Data entries:
──────────────────────────────

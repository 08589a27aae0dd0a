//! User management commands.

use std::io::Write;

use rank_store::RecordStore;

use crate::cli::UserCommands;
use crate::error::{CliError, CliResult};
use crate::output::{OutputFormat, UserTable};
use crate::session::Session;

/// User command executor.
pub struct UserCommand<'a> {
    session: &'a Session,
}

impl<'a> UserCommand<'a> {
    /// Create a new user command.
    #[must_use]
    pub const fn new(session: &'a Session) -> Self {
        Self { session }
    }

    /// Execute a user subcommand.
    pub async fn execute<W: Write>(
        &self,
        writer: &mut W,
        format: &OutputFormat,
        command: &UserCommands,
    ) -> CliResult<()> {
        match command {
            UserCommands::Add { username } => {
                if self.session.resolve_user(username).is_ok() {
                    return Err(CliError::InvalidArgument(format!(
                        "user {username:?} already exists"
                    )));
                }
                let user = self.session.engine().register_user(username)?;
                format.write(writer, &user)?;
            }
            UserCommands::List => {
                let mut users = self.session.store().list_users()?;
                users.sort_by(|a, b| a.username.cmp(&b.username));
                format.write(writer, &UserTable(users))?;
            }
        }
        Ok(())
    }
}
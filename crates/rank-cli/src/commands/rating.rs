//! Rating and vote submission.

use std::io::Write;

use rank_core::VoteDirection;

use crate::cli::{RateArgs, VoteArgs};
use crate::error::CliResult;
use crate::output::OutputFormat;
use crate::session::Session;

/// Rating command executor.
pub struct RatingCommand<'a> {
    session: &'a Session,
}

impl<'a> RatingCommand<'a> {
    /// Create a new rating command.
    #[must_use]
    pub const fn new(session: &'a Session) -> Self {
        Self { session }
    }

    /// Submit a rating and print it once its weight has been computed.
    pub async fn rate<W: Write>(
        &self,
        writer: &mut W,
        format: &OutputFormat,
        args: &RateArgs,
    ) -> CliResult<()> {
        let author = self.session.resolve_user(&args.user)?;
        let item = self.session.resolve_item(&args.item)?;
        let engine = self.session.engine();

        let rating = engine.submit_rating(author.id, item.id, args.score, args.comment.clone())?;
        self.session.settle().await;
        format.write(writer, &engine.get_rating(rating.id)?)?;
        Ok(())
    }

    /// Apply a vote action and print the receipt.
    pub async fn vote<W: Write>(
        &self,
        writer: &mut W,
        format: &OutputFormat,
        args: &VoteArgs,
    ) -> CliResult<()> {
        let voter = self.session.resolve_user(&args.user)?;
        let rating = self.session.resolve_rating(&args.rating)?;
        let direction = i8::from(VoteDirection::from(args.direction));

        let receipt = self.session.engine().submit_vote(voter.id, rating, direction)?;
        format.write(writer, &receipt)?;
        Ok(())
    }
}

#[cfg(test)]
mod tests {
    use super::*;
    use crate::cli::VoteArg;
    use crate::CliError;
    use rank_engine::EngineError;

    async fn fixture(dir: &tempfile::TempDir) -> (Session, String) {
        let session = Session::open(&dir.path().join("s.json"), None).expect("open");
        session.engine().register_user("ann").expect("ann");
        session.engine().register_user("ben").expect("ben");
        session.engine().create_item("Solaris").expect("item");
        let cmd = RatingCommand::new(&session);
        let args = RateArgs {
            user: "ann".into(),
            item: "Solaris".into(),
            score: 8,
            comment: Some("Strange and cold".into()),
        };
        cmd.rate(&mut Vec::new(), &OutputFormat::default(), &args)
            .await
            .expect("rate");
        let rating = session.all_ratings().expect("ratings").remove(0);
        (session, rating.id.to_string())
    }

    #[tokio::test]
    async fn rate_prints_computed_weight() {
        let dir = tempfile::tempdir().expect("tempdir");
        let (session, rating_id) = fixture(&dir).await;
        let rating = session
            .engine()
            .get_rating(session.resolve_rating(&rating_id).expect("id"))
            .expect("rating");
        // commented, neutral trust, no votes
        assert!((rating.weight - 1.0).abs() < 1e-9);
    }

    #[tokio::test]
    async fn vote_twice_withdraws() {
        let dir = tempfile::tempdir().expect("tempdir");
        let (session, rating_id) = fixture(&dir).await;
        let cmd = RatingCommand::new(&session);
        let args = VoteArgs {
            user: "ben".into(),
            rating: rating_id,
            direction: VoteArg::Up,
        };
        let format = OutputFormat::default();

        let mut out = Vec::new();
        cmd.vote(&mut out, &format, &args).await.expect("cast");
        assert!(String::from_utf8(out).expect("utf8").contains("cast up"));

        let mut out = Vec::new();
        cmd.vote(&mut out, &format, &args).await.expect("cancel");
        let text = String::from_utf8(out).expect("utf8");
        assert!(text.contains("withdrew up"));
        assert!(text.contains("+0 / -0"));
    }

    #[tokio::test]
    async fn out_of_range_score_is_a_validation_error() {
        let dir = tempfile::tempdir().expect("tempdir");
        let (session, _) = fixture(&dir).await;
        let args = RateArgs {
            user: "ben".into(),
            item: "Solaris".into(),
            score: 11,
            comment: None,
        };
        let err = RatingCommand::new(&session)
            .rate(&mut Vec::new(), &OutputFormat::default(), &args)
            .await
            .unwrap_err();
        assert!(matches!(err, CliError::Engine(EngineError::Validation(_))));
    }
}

──────────────────────────────

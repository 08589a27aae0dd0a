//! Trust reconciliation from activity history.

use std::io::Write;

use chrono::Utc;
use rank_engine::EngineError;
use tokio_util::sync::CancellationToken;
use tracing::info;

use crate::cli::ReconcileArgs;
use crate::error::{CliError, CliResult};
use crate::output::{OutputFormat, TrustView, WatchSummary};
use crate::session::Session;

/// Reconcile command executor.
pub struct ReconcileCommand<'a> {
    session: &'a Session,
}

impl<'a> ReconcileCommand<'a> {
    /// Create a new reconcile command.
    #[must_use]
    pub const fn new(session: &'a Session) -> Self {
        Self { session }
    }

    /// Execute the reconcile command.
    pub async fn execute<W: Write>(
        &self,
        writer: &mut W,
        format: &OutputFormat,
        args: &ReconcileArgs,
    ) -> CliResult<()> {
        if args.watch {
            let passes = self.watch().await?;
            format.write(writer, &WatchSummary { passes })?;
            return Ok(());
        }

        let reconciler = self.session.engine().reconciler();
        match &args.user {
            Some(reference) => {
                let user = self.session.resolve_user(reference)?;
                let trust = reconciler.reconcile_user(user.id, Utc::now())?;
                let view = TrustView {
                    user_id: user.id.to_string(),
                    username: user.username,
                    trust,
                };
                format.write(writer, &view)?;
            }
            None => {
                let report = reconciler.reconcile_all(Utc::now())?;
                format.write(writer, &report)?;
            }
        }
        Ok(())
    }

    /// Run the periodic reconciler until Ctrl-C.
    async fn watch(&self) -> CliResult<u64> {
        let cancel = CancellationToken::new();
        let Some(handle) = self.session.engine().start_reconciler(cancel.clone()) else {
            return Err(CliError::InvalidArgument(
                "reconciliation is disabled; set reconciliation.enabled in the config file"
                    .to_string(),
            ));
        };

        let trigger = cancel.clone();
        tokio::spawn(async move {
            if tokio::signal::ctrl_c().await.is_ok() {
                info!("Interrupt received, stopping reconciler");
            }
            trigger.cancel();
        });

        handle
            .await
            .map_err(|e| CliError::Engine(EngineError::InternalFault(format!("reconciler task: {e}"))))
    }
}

──────────────────────────────

* What you should do
In the entries above, count each line holding "None" and report the total and nothing more.

* Solution to the exercise
3